When I looked into do exactly this a while ago I quickly realized that it would be a lot of work to do properly. There is no such thing as a static ActivityPub service by design.
However, there are premade services that will take an RSS feed and do all the work to allow subscriptions, etc.
You probably can't easily integrate "in the same way"; I suspect this was a large engineering effort. However, you could do a barebones cross-post to Mastadon using something like IFTT: https://ifttt.com/explore/how-to-crosspost-mastodon-twitter.
I haven't been keeping up with Wordpress, but do they still support pingbacks as a first-class construct? Those could be interesting in an ActivityPub context; they're arguably the progenitor of things like quote tweets.

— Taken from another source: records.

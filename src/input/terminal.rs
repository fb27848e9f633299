#![cfg(feature = "std")]

use std::io::{BufRead, Write};
use std::string::String;
use std::vec::Vec;

use super::Input;
use crate::common::InputError;

/// Interactive player input over a reader/writer pair (normally stdin/stdout).
///
/// Rows and columns are asked for with separate prompts. Invalid answers are
/// re-prompted, at most `max_attempts` times per question when a limit is set.
pub struct TerminalInput<R, W> {
    reader: R,
    writer: W,
    max_attempts: Option<u32>,
}

impl<R: BufRead, W: Write> TerminalInput<R, W> {
    pub fn new(reader: R, writer: W, max_attempts: Option<u32>) -> Self {
        Self {
            reader,
            writer,
            max_attempts,
        }
    }

    /// Give back the writer, e.g. to inspect captured prompts.
    pub fn into_writer(self) -> W {
        self.writer
    }

    fn read_line(&mut self, prompt: &str) -> Result<String, InputError> {
        write!(self.writer, "{}", prompt)?;
        self.writer.flush()?;
        let mut raw = Vec::new();
        if self.reader.read_until(b'\n', &mut raw)? == 0 {
            return Err(InputError::Closed);
        }
        // undecodable bytes become U+FFFD and fail to parse like any other bad answer
        Ok(String::from_utf8_lossy(&raw).trim().to_string())
    }

    /// Ask `prompt` until the answer parses to a number in `[min, max]`.
    fn read_number(
        &mut self,
        prompt: &str,
        label: &str,
        min: usize,
        max: Option<usize>,
    ) -> Result<usize, InputError> {
        let mut failures = 0u32;
        loop {
            let line = self.read_line(prompt)?;
            match line.parse::<usize>() {
                Ok(v) if v >= min && max.map_or(true, |m| v <= m) => return Ok(v),
                _ => {
                    log::warn!("rejected {} input {:?}", label, line);
                    match max {
                        Some(m) => {
                            writeln!(self.writer, "{} value must be between {} and {}", label, min, m)?
                        }
                        None => writeln!(self.writer, "{} must be at least {}", label, min)?,
                    }
                }
            }
            failures += 1;
            if let Some(limit) = self.max_attempts {
                if failures >= limit {
                    return Err(InputError::Exhausted { attempts: failures });
                }
            }
        }
    }
}

impl<R: BufRead, W: Write> Input for TerminalInput<R, W> {
    fn request_player_count(&mut self) -> Result<usize, InputError> {
        self.read_number("Enter number of players: ", "Number of players", 1, None)
    }

    fn request_coordinate(
        &mut self,
        max_x: usize,
        max_y: usize,
    ) -> Result<(usize, usize), InputError> {
        let x = self.read_number("Select row: ", "Row", 0, Some(max_x))?;
        let y = self.read_number("Select column: ", "Column", 0, Some(max_y))?;
        Ok((x, y))
    }
}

It is more accurate to say that the ActivityPub plugin[1] which was acquired by Automattic has hit 1.0 and is available to be used on WordPress.com. Yes, Mastodon implements (most of) ActivityPub but it's hardly the only platform on the web that does.
>> "It is more accurate to say that the ActivityPub plugin[1] which was acquired by Automattic has hit 1.0 and is available to be used on WordPress.com."
Welcome to one of those rare times when you need to read the article.
This is announcing built-in support that doesn't need the plugin. You can still optionally install the plugin if you have the more expensive plans. The plugin was already usable on WordPress.com and has been for months: https://wordpress.com/blog/2023/03/17/making-the-social-web-...
Correct, but the ActivityPub plugin has been available for a long time for open source WordPress. This news today now makes it available to the millions of people who host their sites on WordPress.com - and without them having to install a plugin or anything else. It's just now part of the WP.com hosted platform. And that's rather awesome!
Along the same lines there is talk about discourse and nextcloud extensions which also have large installed bases and amenable to single-click type installs.
In a sense any self-hosted server that publishes stuff is a candidate to get integrated into the fediborg.
What would be really sweet is to pre-emptively embed activitypub federation into generic platforms like django, phoenix, laravel etc. Right now various teams work in uncoordinated projects all implementing similar functionality.